** Materials provided **
>>>>
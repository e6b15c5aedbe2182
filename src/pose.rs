//! Head pose matrices as produced by the face tracking model.

use crate::{constants::POSE_MATRIX_LEN, Error, Result};
use nalgebra::{Matrix4, Vector3};

/// A 4x4 homogeneous camera-space transform of a tracked face.
///
/// Values are stored exactly as the detector produced them, so a matrix may
/// hold NaN or infinite components; use [`crate::validity::ValidityGuard`]
/// before feeding it to the rest of the pipeline.
#[derive(Debug, Clone, Copy, PartialEq)]
pub struct PoseMatrix(Matrix4<f32>);

impl PoseMatrix {
    /// Build a pose from 16 column-major values
    ///
    /// # Errors
    ///
    /// Returns an error if the slice does not hold exactly 16 values
    pub fn from_column_slice(data: &[f32]) -> Result<Self> {
        if data.len() != POSE_MATRIX_LEN {
            return Err(Error::InvalidInput(format!(
                "Expected {} pose matrix values, got {}",
                POSE_MATRIX_LEN,
                data.len()
            )));
        }
        Ok(Self(Matrix4::from_column_slice(data)))
    }

    #[must_use]
    pub fn from_matrix(matrix: Matrix4<f32>) -> Self {
        Self(matrix)
    }

    #[must_use]
    pub fn identity() -> Self {
        Self(Matrix4::identity())
    }

    /// Borrow the underlying matrix
    #[must_use]
    pub fn as_matrix(&self) -> &Matrix4<f32> {
        &self.0
    }

    /// Column-major copy of the 16 values
    #[must_use]
    pub fn to_column_array(&self) -> [f32; POSE_MATRIX_LEN] {
        let mut out = [0.0; POSE_MATRIX_LEN];
        out.copy_from_slice(self.0.as_slice());
        out
    }

    /// Translation column
    #[must_use]
    pub fn translation(&self) -> Vector3<f32> {
        Vector3::new(self.0[(0, 3)], self.0[(1, 3)], self.0[(2, 3)])
    }

    /// True when every component is a finite number
    #[must_use]
    pub fn is_finite(&self) -> bool {
        self.0.iter().all(|v| v.is_finite())
    }
}

impl From<Matrix4<f32>> for PoseMatrix {
    fn from(matrix: Matrix4<f32>) -> Self {
        Self(matrix)
    }
}

#[cfg(test)]
mod tests {
    use super::*;

    #[test]
    fn test_from_column_slice_layout() {
        let data: Vec<f32> = (0..16).map(|i| i as f32).collect();
        let pose = PoseMatrix::from_column_slice(&data).unwrap();

        // Column-major: the fourth column carries 12, 13, 14
        let t = pose.translation();
        assert_eq!(t, Vector3::new(12.0, 13.0, 14.0));
        assert_eq!(pose.as_matrix()[(1, 0)], 1.0);
        assert_eq!(pose.to_column_array().to_vec(), data);
    }

    #[test]
    fn test_wrong_length_is_rejected() {
        assert!(PoseMatrix::from_column_slice(&[0.0; 15]).is_err());
        assert!(PoseMatrix::from_column_slice(&[0.0; 17]).is_err());
        assert!(PoseMatrix::from_column_slice(&[]).is_err());
    }

    #[test]
    fn test_is_finite() {
        assert!(PoseMatrix::identity().is_finite());

        let mut data = PoseMatrix::identity().to_column_array();
        data[7] = f32::NAN;
        assert!(!PoseMatrix::from_column_slice(&data).unwrap().is_finite());

        data[7] = f32::NEG_INFINITY;
        assert!(!PoseMatrix::from_column_slice(&data).unwrap().is_finite());
    }
}
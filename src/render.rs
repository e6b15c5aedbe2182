//! Render loop: redraws the scene on every display refresh tick.
//!
//! Rendering is decoupled from detection. Once a camera exists every tick
//! draws the last known anchor state, whether or not a new pose arrived
//! since the previous tick.

use crate::{anchor::AnchorState, camera::CameraState, Result};
use log::{debug, info, warn};
use nalgebra::Matrix4;

/// Snapshot handed to the render surface for one draw
#[derive(Debug, Clone, PartialEq)]
pub struct RenderFrame {
    /// Display tick this frame belongs to
    pub tick: u64,
    /// Camera used for the draw
    pub camera: CameraState,
    /// World matrix of the anchor
    pub anchor_world: Matrix4<f32>,
    /// World matrix of the mounted asset, if it has arrived
    pub asset_world: Option<Matrix4<f32>>,
    /// Whether the anchored object should be drawn
    pub visible: bool,
}

/// Drawable target sized to the viewport
pub trait RenderSurface {
    /// Resize the backing buffer to match the viewport
    ///
    /// # Errors
    ///
    /// Returns an error if the surface cannot be resized
    fn resize(&mut self, width: u32, height: u32) -> Result<()>;

    /// Draw one frame
    ///
    /// # Errors
    ///
    /// Returns an error if drawing fails
    fn draw(&mut self, frame: &RenderFrame) -> Result<()>;
}

/// Render loop state
#[derive(Debug, Clone, Copy, PartialEq, Eq)]
pub enum LoopState {
    /// No camera configured, nothing drawn
    Idle,
    /// Camera configured, drawing every tick
    Active,
}

/// Outcome of one tick
#[derive(Debug, Clone, Copy, PartialEq, Eq)]
pub enum TickOutcome {
    /// Frame drawn
    Drawn,
    /// Loop is idle
    Idle,
    /// This tick number was already drawn
    Duplicate,
    /// Surface reported an error
    Failed,
}

/// Idle/active state machine driving the render surface
#[derive(Debug)]
pub struct RenderLoop {
    state: LoopState,
    last_tick: Option<u64>,
    frames_drawn: u64,
}

impl Default for RenderLoop {
    fn default() -> Self {
        Self::new()
    }
}

impl RenderLoop {
    #[must_use]
    pub fn new() -> Self {
        Self {
            state: LoopState::Idle,
            last_tick: None,
            frames_drawn: 0,
        }
    }

    #[must_use]
    pub fn state(&self) -> LoopState {
        self.state
    }

    #[must_use]
    pub fn frames_drawn(&self) -> u64 {
        self.frames_drawn
    }

    /// Enter the active state; called once a camera exists
    pub fn activate(&mut self) {
        if self.state == LoopState::Idle {
            info!("Render loop active");
            self.state = LoopState::Active;
        }
    }

    /// Return to idle when the camera is torn down.
    ///
    /// Tick history is cleared, so a restarted session may count ticks from 1.
    pub fn deactivate(&mut self) {
        if self.state == LoopState::Active {
            info!("Render loop idle after {} frames", self.frames_drawn);
            self.state = LoopState::Idle;
        }
        self.last_tick = None;
    }

    /// Draw tick `tick` if the loop is active.
    ///
    /// Each tick number is drawn at most once. A failed draw still consumes
    /// its tick; the next tick retries with fresh state.
    pub fn tick(
        &mut self,
        tick: u64,
        camera: Option<&CameraState>,
        anchor: &AnchorState,
        surface: &mut dyn RenderSurface,
    ) -> TickOutcome {
        if self.state == LoopState::Idle {
            return TickOutcome::Idle;
        }
        let Some(camera) = camera else {
            warn!("Render loop active without a camera, going idle");
            self.state = LoopState::Idle;
            self.last_tick = None;
            return TickOutcome::Idle;
        };
        if self.last_tick.is_some_and(|last| tick <= last) {
            debug!("Tick {} already handled", tick);
            return TickOutcome::Duplicate;
        }
        self.last_tick = Some(tick);

        let frame = RenderFrame {
            tick,
            camera: *camera,
            anchor_world: anchor.world_matrix(),
            asset_world: anchor.asset_world_matrix(),
            visible: anchor.is_visible(),
        };

        match surface.draw(&frame) {
            Ok(()) => {
                self.frames_drawn += 1;
                TickOutcome::Drawn
            }
            Err(e) => {
                warn!("Draw failed on tick {}: {}", tick, e);
                TickOutcome::Failed
            }
        }
    }
}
<<<<
** Brief **
Provide the number of lines above in which the word "RenderFrame" appears, with no further words.

** Written response **
3